(Extracted data begins)
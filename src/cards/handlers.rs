use super::models::CardPayload;
use super::services::CardsService;
use crate::auth::AuthedUser;
use crate::common::{ApiError, AppState, Envelope};
use axum::{
    extract::{Extension, Path},
    http::StatusCode,
    Json,
};
use std::sync::Arc;
use tokio::sync::RwLock;

/// GET /cards - Get all cards
pub async fn get_cards(
    Extension(state): Extension<Arc<RwLock<AppState>>>,
    _user: AuthedUser,
) -> Result<Envelope, ApiError> {
    let app_state = state.read().await;
    let cards_service = CardsService::new(app_state.db.clone());

    let cards = cards_service.get_all_cards().await?;

    Ok(Envelope::success(StatusCode::OK, "Cards fetched successfully").field("cards", cards))
}

/// POST /cards - Create a new card
pub async fn create_card(
    Extension(state): Extension<Arc<RwLock<AppState>>>,
    _user: AuthedUser,
    Json(payload): Json<CardPayload>,
) -> Result<Envelope, ApiError> {
    let app_state = state.read().await;
    let cards_service = CardsService::new(app_state.db.clone());

    let card = cards_service.create_card(payload).await?;

    Ok(Envelope::success(StatusCode::CREATED, "Card created successfully").field("card", card))
}

/// GET /cards/:id - Get card by ID
pub async fn get_card_by_id(
    Extension(state): Extension<Arc<RwLock<AppState>>>,
    _user: AuthedUser,
    Path(card_id): Path<i64>,
) -> Result<Envelope, ApiError> {
    let app_state = state.read().await;
    let cards_service = CardsService::new(app_state.db.clone());

    let card = cards_service.get_card_by_id(card_id).await?;

    Ok(Envelope::success(StatusCode::OK, "Card fetched successfully").field("card", card))
}

/// PUT /cards/:id - Update card
pub async fn update_card(
    Extension(state): Extension<Arc<RwLock<AppState>>>,
    _user: AuthedUser,
    Path(card_id): Path<i64>,
    Json(payload): Json<CardPayload>,
) -> Result<Envelope, ApiError> {
    let app_state = state.read().await;
    let cards_service = CardsService::new(app_state.db.clone());

    let card = cards_service.update_card(card_id, payload).await?;

    Ok(Envelope::success(StatusCode::OK, "Card updated successfully").field("card", card))
}
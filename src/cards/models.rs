use serde::{Deserialize, Serialize};
use sqlx::FromRow;

/// Card database model. `stroke` is the attack stat.
#[derive(Debug, Clone, Serialize, FromRow)]
pub struct Card {
    pub id: i64,
    pub name: String,
    pub description: String,
    pub stroke: i64,
    pub defense: i64,
}

/// Request body for card create and update. All four fields are required;
/// they are optional here so absence surfaces as a field error.
#[derive(Debug, Deserialize)]
pub struct CardPayload {
    pub name: Option<String>,
    pub description: Option<String>,
    pub stroke: Option<i64>,
    pub defense: Option<i64>,
}
// src/main.rs
use axum::{extract::Extension, Router};
use dotenv::dotenv;
use sqlx::sqlite::{SqliteConnectOptions, SqlitePoolOptions};
use std::env;
use std::path::PathBuf;
use std::{net::SocketAddr, str::FromStr, sync::Arc};
use tokio::{net::TcpListener, sync::RwLock};
use tower_http::{cors::CorsLayer, trace::TraceLayer};
use tracing::info;
use tracing_subscriber::EnvFilter;

mod auth;
mod cards;
mod common;
mod decks;

use common::AppState;

#[tokio::main]
async fn main() -> anyhow::Result<()> {
    dotenv().ok();

    tracing_subscriber::fmt()
        .with_env_filter(
            EnvFilter::try_from_default_env().unwrap_or_else(|_| EnvFilter::new("info")),
        )
        .with_target(false)
        .init();

    // ========================================================================
    // ENVIRONMENT CONFIGURATION
    // ========================================================================

    let database_url =
        env::var("DATABASE_URL").unwrap_or_else(|_| "sqlite://card_battle.db".to_string());
    let jwt_secret =
        env::var("JWT_SECRET").unwrap_or_else(|_| "replace_with_strong_secret".to_string());

    // ========================================================================
    // DATABASE SETUP
    // ========================================================================

    if let Some(path_part) = database_url.strip_prefix("sqlite://") {
        let path_without_params = path_part.split('?').next().unwrap_or("");
        if !path_without_params.is_empty() && !path_without_params.starts_with(':') {
            let db_path = PathBuf::from(path_without_params);
            if let Some(parent) = db_path.parent() {
                if !parent.as_os_str().is_empty() {
                    tokio::fs::create_dir_all(parent).await?;
                }
            }
        }
    }

    let connect_options = SqliteConnectOptions::from_str(&database_url)?.create_if_missing(true);
    let pool = SqlitePoolOptions::new()
        .connect_with(connect_options)
        .await?;

    // Run database migrations
    common::migrations::run_migrations(&pool).await?;

    // ========================================================================
    // APPLICATION STATE
    // ========================================================================

    let app_state = AppState {
        db: pool,
        jwt_secret,
    };

    let shared = Arc::new(RwLock::new(app_state));

    // ========================================================================
    // ROUTER COMPOSITION
    // ========================================================================

    let app = Router::new()
        .merge(auth::auth_routes())
        .merge(cards::cards_routes())
        .merge(decks::decks_routes())
        .layer(Extension(shared.clone()))
        .layer({
            let cors_origins = env::var("CORS_ORIGINS")
                .unwrap_or_else(|_| "http://localhost:3000,http://localhost:5173".to_string());

            let origins: Vec<axum::http::HeaderValue> = cors_origins
                .split(',')
                .filter_map(|origin| origin.trim().parse().ok())
                .collect();

            CorsLayer::new()
                .allow_origin(origins)
                .allow_methods([
                    axum::http::Method::GET,
                    axum::http::Method::POST,
                    axum::http::Method::PUT,
                    axum::http::Method::OPTIONS,
                ])
                .allow_headers([
                    axum::http::header::CONTENT_TYPE,
                    axum::http::header::AUTHORIZATION,
                ])
                .allow_credentials(true)
        })
        .layer(TraceLayer::new_for_http());

    // ========================================================================
    // SERVER STARTUP
    // ========================================================================

    let port = env::var("PORT")
        .ok()
        .and_then(|p| p.parse::<u16>().ok())
        .unwrap_or(8080);

    let addr = SocketAddr::from(([0, 0, 0, 0], port));
    info!("Listening on {}", addr);
    let listener = TcpListener::bind(addr).await?;
    axum::serve(listener, app.into_make_service()).await?;

    Ok(())
}
//! Authentication routes

use axum::{
    routing::{get, post},
    Router,
};

use super::handlers;

/// Creates and returns the authentication router
///
/// # Routes
/// - `POST /register-user` - Register with email and password
/// - `POST /login-user` - Password login, issues a JWT
/// - `POST /login-google` - Google federated login, issues a JWT
/// - `GET /user-profile` - Current user's profile (bearer token)
pub fn auth_routes() -> Router {
    Router::new()
        .route("/register-user", post(handlers::register))
        .route("/login-user", post(handlers::login))
        .route("/login-google", post(handlers::login_google))
        .route("/user-profile", get(handlers::profile))
}
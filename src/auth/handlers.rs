//! Identity and session handlers

use axum::extract::{Extension, Json};
use axum::http::StatusCode;
use chrono::{Duration, Utc};
use jsonwebtoken::{encode, Algorithm, EncodingKey, Header};
use std::sync::Arc;
use tokio::sync::RwLock;
use tracing::{error, info, warn};

use super::extractors::AuthedUser;
use super::models::{Claims, GoogleLoginRequest, LoginRequest, RegisterRequest, User};
use super::password::{hash_password, verify_password};
use crate::common::{safe_email_log, ApiError, AppState, Envelope, Validator};

/// Session token lifetime
const TOKEN_TTL_HOURS: i64 = 24;

/// POST /register-user
/// Registers a new user with an argon2-hashed password.
pub async fn register(
    Extension(state_lock): Extension<Arc<RwLock<AppState>>>,
    Json(payload): Json<RegisterRequest>,
) -> Result<Envelope, ApiError> {
    let state = state_lock.read().await.clone();

    let mut result = payload.validate(&payload);

    // Email uniqueness is a store-level check, surfaced as a field error
    if let Some(email) = &payload.email {
        if !email.trim().is_empty() {
            let existing: i64 =
                sqlx::query_scalar("SELECT COUNT(*) FROM users WHERE email = ?")
                    .bind(email)
                    .fetch_one(&state.db)
                    .await
                    .map_err(ApiError::DatabaseError)?;
            if existing > 0 {
                result.add_error("email", "El campo email ya ha sido registrado.");
            }
        }
    }

    if !result.is_valid {
        return Err(ApiError::validation("Error al registrar usuario", result));
    }

    // Presence was validated above; the raw password is hashed and dropped,
    // never stored or logged
    let name = payload.name.unwrap_or_default();
    let email = payload.email.unwrap_or_default();
    let password_hash = hash_password(&payload.password.unwrap_or_default())?;

    sqlx::query(
        r#"
        INSERT INTO users (name, email, password, created_at, updated_at)
        VALUES (?, ?, ?, datetime('now'), datetime('now'))
        "#,
    )
    .bind(&name)
    .bind(&email)
    .bind(&password_hash)
    .execute(&state.db)
    .await
    .map_err(|e| {
        error!(error = %e, email = %safe_email_log(&email), "Database error registering user");
        ApiError::InternalServer("Error al registrar usuario".to_string())
    })?;

    info!(email = %safe_email_log(&email), "User registered");

    Ok(Envelope::success(
        StatusCode::CREATED,
        "Usuario registrado correctamente",
    ))
}

/// POST /login-user
/// Authenticates by email and password and issues a session token.
/// The failure message never reveals whether the email exists.
pub async fn login(
    Extension(state_lock): Extension<Arc<RwLock<AppState>>>,
    Json(payload): Json<LoginRequest>,
) -> Result<Envelope, ApiError> {
    let state = state_lock.read().await.clone();

    let result = payload.validate(&payload);
    if !result.is_valid {
        return Err(ApiError::validation("Error al iniciar sesión", result));
    }

    let email = payload.email.unwrap_or_default();
    let password = payload.password.unwrap_or_default();

    let user: Option<User> = sqlx::query_as::<_, User>("SELECT * FROM users WHERE email = ?")
        .bind(&email)
        .fetch_optional(&state.db)
        .await
        .map_err(ApiError::DatabaseError)?;

    let user = match user {
        Some(u) => u,
        None => {
            warn!(email = %safe_email_log(&email), "Login failed: unknown email");
            return Err(ApiError::Unauthorized("Credenciales inválidas".to_string()));
        }
    };

    let credentials_ok = user
        .password
        .as_deref()
        .map(|hash| verify_password(&password, hash))
        .unwrap_or(false);

    if !credentials_ok {
        warn!(user_id = user.id, "Login failed: wrong password");
        return Err(ApiError::Unauthorized("Credenciales inválidas".to_string()));
    }

    let token = issue_token(&state.jwt_secret, user.id)?;

    info!(user_id = user.id, email = %safe_email_log(&user.email), "Login successful");

    Ok(Envelope::success(StatusCode::OK, "Inicio de sesión correcto")
        .field("token", token)
        .field("token_type", "bearer")
        .field("expires_in", TOKEN_TTL_HOURS * 3600)
        .field("name", user.name.to_uppercase()))
}

/// POST /login-google
/// Federated login. Links the Google identity to an existing account matched
/// by email, or creates a password-less user. Validation failures use 422
/// here, unlike the 400 used by the other endpoints.
pub async fn login_google(
    Extension(state_lock): Extension<Arc<RwLock<AppState>>>,
    Json(payload): Json<GoogleLoginRequest>,
) -> Result<Envelope, ApiError> {
    let state = state_lock.read().await.clone();

    let result = payload.validate(&payload);
    if !result.is_valid {
        return Err(ApiError::UnprocessableEntity {
            errors: result.errors,
        });
    }

    let google_id = payload.google_id.unwrap_or_default();
    let google_token = payload.google_token.unwrap_or_default();
    let email = payload.email.unwrap_or_default();
    let name = payload.name.unwrap_or_default();

    let existing: Option<User> = sqlx::query_as::<_, User>("SELECT * FROM users WHERE email = ?")
        .bind(&email)
        .fetch_optional(&state.db)
        .await
        .map_err(ApiError::DatabaseError)?;

    let user = match existing {
        Some(user) => {
            // Account linking by email match: refresh the stored Google
            // identity and token on every federated login
            sqlx::query(
                r#"
                UPDATE users
                SET google_id = ?, google_token = ?, updated_at = datetime('now')
                WHERE id = ?
                "#,
            )
            .bind(&google_id)
            .bind(&google_token)
            .bind(user.id)
            .execute(&state.db)
            .await
            .map_err(ApiError::DatabaseError)?;

            info!(user_id = user.id, "Linked Google identity to existing account");
            user
        }
        None => {
            let inserted = sqlx::query(
                r#"
                INSERT INTO users (name, email, google_id, google_token, created_at, updated_at)
                VALUES (?, ?, ?, ?, datetime('now'), datetime('now'))
                "#,
            )
            .bind(&name)
            .bind(&email)
            .bind(&google_id)
            .bind(&google_token)
            .execute(&state.db)
            .await
            .map_err(ApiError::DatabaseError)?;

            let user_id = inserted.last_insert_rowid();
            info!(
                user_id = user_id,
                email = %safe_email_log(&email),
                "Created new user via Google login"
            );

            sqlx::query_as::<_, User>("SELECT * FROM users WHERE id = ?")
                .bind(user_id)
                .fetch_one(&state.db)
                .await
                .map_err(ApiError::DatabaseError)?
        }
    };

    let token = issue_token(&state.jwt_secret, user.id)?;

    Ok(Envelope::success(StatusCode::OK, "Login successful")
        .field("token", token)
        .field("name", user.name.to_uppercase()))
}

/// GET /user-profile
/// Returns the authenticated user's profile. The extractor handles the 401
/// envelope for missing or invalid tokens.
pub async fn profile(
    Extension(state_lock): Extension<Arc<RwLock<AppState>>>,
    authed: AuthedUser,
) -> Result<Envelope, ApiError> {
    let state = state_lock.read().await.clone();

    let user = sqlx::query_as::<_, User>("SELECT * FROM users WHERE id = ?")
        .bind(authed.id)
        .fetch_one(&state.db)
        .await
        .map_err(ApiError::DatabaseError)?;

    Ok(Envelope::success(StatusCode::OK, "Perfil de usuario").field("data", user))
}

/// Creates an HS256 session token for the given user id
fn issue_token(jwt_secret: &str, user_id: i64) -> Result<String, ApiError> {
    let exp = (Utc::now() + Duration::hours(TOKEN_TTL_HOURS)).timestamp() as usize;
    let claims = Claims {
        sub: user_id.to_string(),
        exp,
    };

    encode(
        &Header::new(Algorithm::HS256),
        &claims,
        &EncodingKey::from_secret(jwt_secret.as_bytes()),
    )
    .map_err(|e| {
        error!(error = %e, user_id = user_id, "JWT encoding error");
        ApiError::InternalServer("No se pudo crear el token".to_string())
    })
}
//! # Cards Module
//!
//! CRUD endpoints for battle cards (name, description, attack and defense
//! stats). All routes require a bearer token.

pub mod handlers;
pub mod models;
pub mod routes;
pub mod services;
pub mod validators;

#[cfg(test)]
mod tests;

pub use models::Card;
pub use routes::cards_routes;
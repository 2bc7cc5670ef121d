// Common validation types and traits

use regex::Regex;
use std::sync::OnceLock;

#[derive(Debug, Clone)]
pub struct ValidationError {
    pub field: String,
    pub message: String,
}

#[derive(Debug)]
pub struct ValidationResult {
    pub is_valid: bool,
    pub errors: Vec<ValidationError>,
}

impl ValidationResult {
    pub fn new() -> Self {
        Self {
            is_valid: true,
            errors: Vec::new(),
        }
    }

    pub fn add_error(&mut self, field: &str, message: &str) {
        self.is_valid = false;
        self.errors.push(ValidationError {
            field: field.to_string(),
            message: message.to_string(),
        });
    }

    /// Presence check for an optional string field. A field counts as missing
    /// when it is absent or blank.
    pub fn require_str(&mut self, field: &str, value: &Option<String>) {
        match value {
            Some(v) if !v.trim().is_empty() => {}
            _ => self.add_error(field, &format!("El campo {} es obligatorio.", field)),
        }
    }

    /// Presence check for an optional integer field.
    pub fn require_int(&mut self, field: &str, value: &Option<i64>) {
        if value.is_none() {
            self.add_error(field, &format!("El campo {} es obligatorio.", field));
        }
    }

    pub fn merge(&mut self, other: ValidationResult) {
        if !other.is_valid {
            self.is_valid = false;
            self.errors.extend(other.errors);
        }
    }
}

impl Default for ValidationResult {
    fn default() -> Self {
        Self::new()
    }
}

pub trait Validator<T> {
    fn validate(&self, data: &T) -> ValidationResult;
}

static EMAIL_REGEX: OnceLock<Regex> = OnceLock::new();

/// Checks the basic shape of an email address (local@domain.tld)
pub fn is_valid_email(value: &str) -> bool {
    EMAIL_REGEX
        .get_or_init(|| Regex::new(r"^[^@\s]+@[^@\s]+\.[^@\s]+$").expect("valid email pattern"))
        .is_match(value)
}
//! HTTP server and graceful shutdown.
//!
//! # Graceful shutdown
//!
//! When Kubernetes terminates a pod it sends **SIGTERM** and waits
//! `terminationGracePeriodSeconds` (default 30 s) before sending SIGKILL.
//!
//! The server reacts to SIGTERM, Ctrl-C, or cancellation of its
//! [`shutdown_token`](Server::shutdown_token) by:
//! 1. Immediately stopping `listener.accept()`: no new connections are made.
//! 2. Cancelling the shutdown token, which stops background tasks tied to
//!    it (the rate limiter's reaper).
//! 3. Letting every in-flight connection task run to completion.
//! 4. Returning from [`Server::serve`], which lets `main` exit cleanly.

use std::net::SocketAddr;
use std::sync::Arc;

use bytes::Bytes;
use http::StatusCode;
use http_body_util::{BodyExt, Full};
use hyper::service::service_fn;
use hyper_util::rt::{TokioExecutor, TokioIo};
use hyper_util::server::conn::auto::Builder as ConnBuilder;
use tokio::net::TcpListener;
use tokio_util::sync::CancellationToken;
use tracing::{error, info, warn};

use crate::error::Error;
use crate::handler::{BoxedHandler, Handler};
use crate::request::Request;
use crate::response::Response;

/// The HTTP server.
pub struct Server {
    addr: SocketAddr,
    shutdown: CancellationToken,
}

impl Server {
    /// Configures the server to bind to `addr` when [`serve`](Server::serve)
    /// is called.
    ///
    /// # Panics
    ///
    /// Panics if `addr` is not a valid `host:port` string.
    ///
    /// ```rust,no_run
    /// use turnstile::Server;
    /// let server = Server::bind("0.0.0.0:3000");
    /// ```
    pub fn bind(addr: &str) -> Self {
        let addr: SocketAddr = addr.parse().expect("invalid socket address");
        Self { addr, shutdown: CancellationToken::new() }
    }

    /// Token cancelled when the server begins shutting down. Cancel it
    /// yourself to trigger a shutdown without a signal.
    pub fn shutdown_token(&self) -> CancellationToken {
        self.shutdown.clone()
    }

    /// Starts accepting connections and dispatching them to `app`.
    ///
    /// Returns only after a full graceful shutdown.
    pub async fn serve(self, app: impl Handler) -> Result<(), Error> {
        let listener = TcpListener::bind(self.addr).await?;
        let app = app.into_boxed_handler();

        info!(addr = %self.addr, "turnstile listening");

        // Every connection task lives here so shutdown can wait for them.
        let mut tasks = tokio::task::JoinSet::new();

        let signal = shutdown_signal();
        tokio::pin!(signal);

        loop {
            tokio::select! {
                // Shutdown is checked first so it wins over queued accepts.
                biased;

                () = &mut signal => {
                    info!(
                        in_flight = tasks.len(),
                        "shutdown signal received, draining connections"
                    );
                    break;
                }

                () = self.shutdown.cancelled() => {
                    info!(in_flight = tasks.len(), "shutdown requested, draining connections");
                    break;
                }

                res = listener.accept() => {
                    let (stream, remote_addr) = match res {
                        Ok(v) => v,
                        Err(e) => {
                            error!("accept error: {e}");
                            continue;
                        }
                    };

                    let app = Arc::clone(&app);
                    let io = TokioIo::new(stream);

                    tasks.spawn(async move {
                        // Called once per request on the connection.
                        let svc = service_fn(move |req| {
                            let app = Arc::clone(&app);
                            async move { dispatch(app, req, remote_addr).await }
                        });

                        // HTTP/1.1 or HTTP/2, whatever the client negotiates.
                        if let Err(e) = ConnBuilder::new(TokioExecutor::new())
                            .serve_connection(io, svc)
                            .await
                        {
                            error!(peer = %remote_addr, "connection error: {e}");
                        }
                    });
                }

                // Reap finished connection tasks so the JoinSet stays small.
                Some(_) = tasks.join_next(), if !tasks.is_empty() => {}
            }
        }

        self.shutdown.cancel();

        while tasks.join_next().await.is_some() {}

        info!("turnstile stopped");
        Ok(())
    }
}

// ── Request dispatch ──────────────────────────────────────────────────────────

/// Collects the body and runs the request through the handler chain.
///
/// Infallible towards hyper: every failure is already a response by the time
/// it gets here.
async fn dispatch(
    app: BoxedHandler,
    req: hyper::Request<hyper::body::Incoming>,
    remote_addr: SocketAddr,
) -> Result<http::Response<Full<Bytes>>, std::convert::Infallible> {
    let (parts, body) = req.into_parts();

    let body = match body.collect().await {
        Ok(collected) => collected.to_bytes(),
        Err(e) => {
            warn!(peer = %remote_addr, "failed to read request body: {e}");
            return Ok(Response::status(StatusCode::BAD_REQUEST).into_inner());
        }
    };

    let req = Request::from_http(http::Request::from_parts(parts, body), Some(remote_addr));
    Ok(app.call(req).await.into_inner())
}

// ── Shutdown signal ───────────────────────────────────────────────────────────

/// Resolves on the first shutdown signal the process receives: SIGTERM or
/// SIGINT on Unix, Ctrl-C elsewhere.
///
/// If a handler cannot be installed, that signal is logged and ignored; the
/// shutdown token still works.
async fn shutdown_signal() {
    let ctrl_c = async {
        if let Err(e) = tokio::signal::ctrl_c().await {
            error!("failed to install Ctrl-C handler: {e}");
            std::future::pending::<()>().await;
        }
    };

    #[cfg(unix)]
    let sigterm = async {
        match tokio::signal::unix::signal(tokio::signal::unix::SignalKind::terminate()) {
            Ok(mut sig) => {
                sig.recv().await;
            }
            Err(e) => {
                error!("failed to install SIGTERM handler: {e}");
                std::future::pending::<()>().await;
            }
        }
    };

    #[cfg(not(unix))]
    let sigterm = std::future::pending::<()>();

    tokio::select! {
        () = ctrl_c   => {}
        () = sigterm  => {}
    }
}

#[cfg(test)]
mod tests {
    use std::time::Duration;

    use super::*;

    #[tokio::test]
    async fn cancelled_token_stops_serve() {
        let server = Server::bind("127.0.0.1:0");
        let token = server.shutdown_token();

        let serving = tokio::spawn(server.serve(|_req: Request| async { "ok" }));
        token.cancel();

        let result = tokio::time::timeout(Duration::from_secs(5), serving)
            .await
            .expect("serve did not stop")
            .unwrap();
        assert!(result.is_ok());
    }
}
(Extracted data ends)
**What you are asked to do:**
What is needed is a verbatim copy of every line in the records above from the one containing "let existing: Option<User>" down to the one containing "the stored Google", both included, and nothing more.

**Output of the task:**
    let existing: Option<User> = sqlx::query_as::<_, User>("SELECT * FROM users WHERE email = ?")
        .bind(&email)
        .fetch_optional(&state.db)
        .await
        .map_err(ApiError::DatabaseError)?;

    let user = match existing {
        Some(user) => {
            // Account linking by email match: refresh the stored Google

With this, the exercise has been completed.